Stored items
Segment Open

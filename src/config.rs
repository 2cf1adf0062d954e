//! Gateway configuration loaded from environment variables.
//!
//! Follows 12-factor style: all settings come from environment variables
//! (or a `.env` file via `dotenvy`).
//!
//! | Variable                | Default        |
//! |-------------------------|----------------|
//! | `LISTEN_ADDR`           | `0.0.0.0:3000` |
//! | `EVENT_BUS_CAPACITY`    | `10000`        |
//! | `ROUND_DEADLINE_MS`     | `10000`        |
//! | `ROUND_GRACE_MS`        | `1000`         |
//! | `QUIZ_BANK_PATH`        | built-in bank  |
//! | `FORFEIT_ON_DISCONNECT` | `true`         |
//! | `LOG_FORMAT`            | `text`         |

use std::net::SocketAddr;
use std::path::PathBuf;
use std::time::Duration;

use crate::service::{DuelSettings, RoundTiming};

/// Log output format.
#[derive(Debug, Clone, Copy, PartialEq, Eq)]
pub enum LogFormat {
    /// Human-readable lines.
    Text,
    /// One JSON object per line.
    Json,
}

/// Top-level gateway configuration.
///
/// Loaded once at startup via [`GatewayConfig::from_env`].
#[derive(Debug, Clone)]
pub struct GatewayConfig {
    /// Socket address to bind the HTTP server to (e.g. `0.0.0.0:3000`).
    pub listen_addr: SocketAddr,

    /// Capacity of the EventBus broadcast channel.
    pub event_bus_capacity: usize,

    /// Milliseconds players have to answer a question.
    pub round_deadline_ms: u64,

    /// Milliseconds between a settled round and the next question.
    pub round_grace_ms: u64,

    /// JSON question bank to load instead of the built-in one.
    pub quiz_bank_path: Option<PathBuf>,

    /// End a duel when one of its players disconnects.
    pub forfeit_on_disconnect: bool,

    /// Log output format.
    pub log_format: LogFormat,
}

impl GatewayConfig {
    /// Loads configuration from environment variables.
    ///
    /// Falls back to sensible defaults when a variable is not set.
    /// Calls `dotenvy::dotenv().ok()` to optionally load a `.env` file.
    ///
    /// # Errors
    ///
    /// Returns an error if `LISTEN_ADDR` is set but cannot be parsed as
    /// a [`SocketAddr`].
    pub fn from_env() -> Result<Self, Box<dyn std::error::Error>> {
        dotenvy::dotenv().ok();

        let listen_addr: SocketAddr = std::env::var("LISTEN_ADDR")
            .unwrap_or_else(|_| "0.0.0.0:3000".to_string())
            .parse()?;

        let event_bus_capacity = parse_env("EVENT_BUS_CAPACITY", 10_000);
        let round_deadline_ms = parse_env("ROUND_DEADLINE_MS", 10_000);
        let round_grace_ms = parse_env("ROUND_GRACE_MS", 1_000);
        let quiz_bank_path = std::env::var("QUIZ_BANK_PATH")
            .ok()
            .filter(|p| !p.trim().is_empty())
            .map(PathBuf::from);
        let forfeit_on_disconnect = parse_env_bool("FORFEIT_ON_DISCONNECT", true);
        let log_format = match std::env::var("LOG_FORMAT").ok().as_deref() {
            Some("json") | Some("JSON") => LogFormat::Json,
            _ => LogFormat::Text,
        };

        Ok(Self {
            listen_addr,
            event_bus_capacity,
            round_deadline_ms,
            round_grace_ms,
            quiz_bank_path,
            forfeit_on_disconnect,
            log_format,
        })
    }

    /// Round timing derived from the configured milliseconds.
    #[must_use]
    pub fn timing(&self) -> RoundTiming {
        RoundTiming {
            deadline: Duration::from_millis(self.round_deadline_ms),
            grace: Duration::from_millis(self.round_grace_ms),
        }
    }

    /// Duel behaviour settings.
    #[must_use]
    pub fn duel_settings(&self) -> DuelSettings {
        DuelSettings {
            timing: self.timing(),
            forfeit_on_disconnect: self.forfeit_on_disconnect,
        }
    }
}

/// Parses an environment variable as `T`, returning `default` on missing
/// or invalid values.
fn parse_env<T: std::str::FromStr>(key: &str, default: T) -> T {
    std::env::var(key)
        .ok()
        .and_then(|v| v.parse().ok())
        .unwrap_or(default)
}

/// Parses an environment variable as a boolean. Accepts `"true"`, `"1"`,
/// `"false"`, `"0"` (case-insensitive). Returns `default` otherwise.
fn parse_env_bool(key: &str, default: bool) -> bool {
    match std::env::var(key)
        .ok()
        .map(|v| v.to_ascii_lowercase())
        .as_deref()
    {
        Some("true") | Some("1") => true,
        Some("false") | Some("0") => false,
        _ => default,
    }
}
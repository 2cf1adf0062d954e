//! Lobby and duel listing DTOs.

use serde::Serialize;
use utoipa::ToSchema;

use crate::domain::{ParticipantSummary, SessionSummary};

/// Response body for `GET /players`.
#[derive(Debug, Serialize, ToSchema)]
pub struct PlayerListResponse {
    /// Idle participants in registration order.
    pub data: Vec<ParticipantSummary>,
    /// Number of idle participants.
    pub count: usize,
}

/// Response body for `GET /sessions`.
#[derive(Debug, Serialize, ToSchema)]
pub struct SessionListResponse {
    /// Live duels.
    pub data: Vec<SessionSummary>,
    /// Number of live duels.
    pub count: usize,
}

Segment Closed

Task brief
Could you give the data above again, exact in every line?

Result of the exercise
filename src/config.rs
repository 2cf1adf0062d954e
//! Gateway configuration loaded from environment variables.
//!
//! Follows 12-factor style: all settings come from environment variables
//! (or a `.env` file via `dotenvy`).
//!
//! | Variable                | Default        |
//! |-------------------------|----------------|
//! | `LISTEN_ADDR`           | `0.0.0.0:3000` |
//! | `EVENT_BUS_CAPACITY`    | `10000`        |
//! | `ROUND_DEADLINE_MS`     | `10000`        |
//! | `ROUND_GRACE_MS`        | `1000`         |
//! | `QUIZ_BANK_PATH`        | built-in bank  |
//! | `FORFEIT_ON_DISCONNECT` | `true`         |
//! | `LOG_FORMAT`            | `text`         |

use std::net::SocketAddr;
use std::path::PathBuf;
use std::time::Duration;

use crate::service::{DuelSettings, RoundTiming};

/// Log output format.
#[derive(Debug, Clone, Copy, PartialEq, Eq)]
pub enum LogFormat {
    /// Human-readable lines.
    Text,
    /// One JSON object per line.
    Json,
}

/// Top-level gateway configuration.
///
/// Loaded once at startup via [`GatewayConfig::from_env`].
#[derive(Debug, Clone)]
pub struct GatewayConfig {
    /// Socket address to bind the HTTP server to (e.g. `0.0.0.0:3000`).
    pub listen_addr: SocketAddr,

    /// Capacity of the EventBus broadcast channel.
    pub event_bus_capacity: usize,

    /// Milliseconds players have to answer a question.
    pub round_deadline_ms: u64,

    /// Milliseconds between a settled round and the next question.
    pub round_grace_ms: u64,

    /// JSON question bank to load instead of the built-in one.
    pub quiz_bank_path: Option<PathBuf>,

    /// End a duel when one of its players disconnects.
    pub forfeit_on_disconnect: bool,

    /// Log output format.
    pub log_format: LogFormat,
}

impl GatewayConfig {
    /// Loads configuration from environment variables.
    ///
    /// Falls back to sensible defaults when a variable is not set.
    /// Calls `dotenvy::dotenv().ok()` to optionally load a `.env` file.
    ///
    /// # Errors
    ///
    /// Returns an error if `LISTEN_ADDR` is set but cannot be parsed as
    /// a [`SocketAddr`].
    pub fn from_env() -> Result<Self, Box<dyn std::error::Error>> {
        dotenvy::dotenv().ok();

        let listen_addr: SocketAddr = std::env::var("LISTEN_ADDR")
            .unwrap_or_else(|_| "0.0.0.0:3000".to_string())
            .parse()?;

        let event_bus_capacity = parse_env("EVENT_BUS_CAPACITY", 10_000);
        let round_deadline_ms = parse_env("ROUND_DEADLINE_MS", 10_000);
        let round_grace_ms = parse_env("ROUND_GRACE_MS", 1_000);
        let quiz_bank_path = std::env::var("QUIZ_BANK_PATH")
            .ok()
            .filter(|p| !p.trim().is_empty())
            .map(PathBuf::from);
        let forfeit_on_disconnect = parse_env_bool("FORFEIT_ON_DISCONNECT", true);
        let log_format = match std::env::var("LOG_FORMAT").ok().as_deref() {
            Some("json") | Some("JSON") => LogFormat::Json,
            _ => LogFormat::Text,
        };

        Ok(Self {
            listen_addr,
            event_bus_capacity,
            round_deadline_ms,
            round_grace_ms,
            quiz_bank_path,
            forfeit_on_disconnect,
            log_format,
        })
    }

    /// Round timing derived from the configured milliseconds.
    #[must_use]
    pub fn timing(&self) -> RoundTiming {
        RoundTiming {
            deadline: Duration::from_millis(self.round_deadline_ms),
            grace: Duration::from_millis(self.round_grace_ms),
        }
    }

    /// Duel behaviour settings.
    #[must_use]
    pub fn duel_settings(&self) -> DuelSettings {
        DuelSettings {
            timing: self.timing(),
            forfeit_on_disconnect: self.forfeit_on_disconnect,
        }
    }
}

/// Parses an environment variable as `T`, returning `default` on missing
/// or invalid values.
fn parse_env<T: std::str::FromStr>(key: &str, default: T) -> T {
    std::env::var(key)
        .ok()
        .and_then(|v| v.parse().ok())
        .unwrap_or(default)
}

/// Parses an environment variable as a boolean. Accepts `"true"`, `"1"`,
/// `"false"`, `"0"` (case-insensitive). Returns `default` otherwise.
fn parse_env_bool(key: &str, default: bool) -> bool {
    match std::env::var(key)
        .ok()
        .map(|v| v.to_ascii_lowercase())
        .as_deref()
    {
        Some("true") | Some("1") => true,
        Some("false") | Some("0") => false,
        _ => default,
    }
}
repository 2cf1adf0062d954e
//! Lobby and duel listing DTOs.

use serde::Serialize;
use utoipa::ToSchema;

use crate::domain::{ParticipantSummary, SessionSummary};

/// Response body for `GET /players`.
#[derive(Debug, Serialize, ToSchema)]
pub struct PlayerListResponse {
    /// Idle participants in registration order.
    pub data: Vec<ParticipantSummary>,
    /// Number of idle participants.
    pub count: usize,
}

/// Response body for `GET /sessions`.
#[derive(Debug, Serialize, ToSchema)]
pub struct SessionListResponse {
    /// Live duels.
    pub data: Vec<SessionSummary>,
    /// Number of live duels.
    pub count: usize,
}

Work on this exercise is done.